Novel waste-to-energy methods like generating energy through anaerobic digestion, pyrolysis and gasification are helping to actively convert waste into new forms of power. Elsewhere, technology is also working on increasing the shelf life of produce by slowing down the ripening and rotting processes – helping to create more food for consumption that lasts much longer. 

Significantly, compostable plastic alternatives made from renewable resources with similar functionality to oil-based polymers can become a driving force in helping businesses to create consumable products that are designed to be responsibly thrown away. 
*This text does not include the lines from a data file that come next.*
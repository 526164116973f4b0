//! Error types of the reconstruction core.
//!
//! Three families, matching how the caller must react:
//! - [`TrackError`]: numerical failure of one propagation / rotation / update.
//!   Ends the current fit early; never escalated past the fitter.
//! - [`SeedError`]: a candidate produced no seed. Recoverable unless it wraps
//!   a geometry contract violation.
//! - [`RecoError`]: contract violations (bad sector/row, index misuse). These
//!   abort the batch.

use thiserror::Error;
use tpc_detector::DetectorError;

/// Numerical failure of a single track-parameter operation.
#[derive(Clone, Debug, Error, PartialEq)]
pub enum TrackError {
    #[error("|sin(phi)| = {snp:.6} is not below 1")]
    SnpOutOfRange { snp: f64 },

    #[error("|sin(phi)| = {snp:.4} exceeds the limit {limit}")]
    SnpLimit { snp: f64, limit: f64 },

    #[error("innovation covariance is singular")]
    SingularInnovation,

    #[error("material correction too large for the track momentum")]
    MaterialTooThick,

    #[error("propagation did not converge within {0} steps")]
    NotConverged(usize),
}

/// Why a candidate produced no seed.
#[derive(Clone, Debug, Error, PartialEq)]
pub enum SeedError {
    #[error("insufficient seed points: found {found} of 3 (first row {first_row}, spacing {spacing})")]
    InsufficientPoints {
        found: usize,
        first_row: u16,
        spacing: u16,
    },

    #[error("degenerate seed: {0}")]
    Degenerate(&'static str),

    #[error("time-zero seed did not reach the beam axis (x = {x:.2})")]
    TimeZeroNotConverged { x: f64 },

    #[error(transparent)]
    Detector(#[from] DetectorError),
}

impl SeedError {
    /// Data conditions are recoverable (skip the candidate); geometry
    /// contract violations are not.
    pub fn is_recoverable(&self) -> bool {
        !matches!(self, SeedError::Detector(_))
    }
}

/// Contract violations: abort the current batch.
#[derive(Clone, Debug, Error, PartialEq)]
pub enum RecoError {
    #[error(transparent)]
    Detector(#[from] DetectorError),

    #[error("seeding aborted: {0}")]
    Seed(SeedError),

    #[error("cluster index queried before finalize()")]
    IndexNotFinalized,

    #[error("cluster inserted after the index was finalized")]
    IndexFinalized,
}

impl From<SeedError> for RecoError {
    fn from(err: SeedError) -> Self {
        match err {
            SeedError::Detector(e) => RecoError::Detector(e),
            other => RecoError::Seed(other),
        }
    }
}

/// The vertex fit could not use a track.
#[derive(Clone, Debug, Error, PartialEq)]
pub enum VertexError {
    #[error("track direction has zero length")]
    ZeroDirection,

    #[error("track position covariance is singular in the plane transverse to the track")]
    SingularTrackCovariance,

    #[error("track point or covariance is not finite")]
    NonFinite,
}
These largely compostable materials can change the way we use the products that we love. For instance, these changes can already be seen in sustainable eyeglasses companies like Pela Vision and LaBante, which make biodegradable glasses frames out of materials like bamboo to ensure that essential products can also be sustainable while carrying fresh new looks. 

The sustainability kick is also prominent for other everyday products like toothbrushes, which can also be made from highly compostable bamboo, and waste-free makeup products and materials. 

Gearing Up For a Sustainable Future

In light of the changing consumer demands, the post-pandemic economy may have the drive it needs to be steered in a way that protects both the environment and the people who populate it from the kind of destruction that may contribute to the spread of new diseases along with the acceleration of the climate disaster itself. 

For example, in the Netherlands, 170 academics have created a five-point manifesto for economic change that includes investment in critical public sector areas, clean energy, education and health while scaling back the use of oil, gas, mining and advertising sectors alongside the cancellation of debt. 

Perhaps most importantly of all, it’s becoming clear that consumers don’t want to return to pre-pandemic conditions as they were. In fact, just 9% of Britons wanted to return to their lives prior to COVID. This is a significant indicator that change would be welcomed by many and that using the pandemic as a chance for businesses to reset their processes and work on developing more sustainable products could be mutually beneficial for companies and the environment as a whole.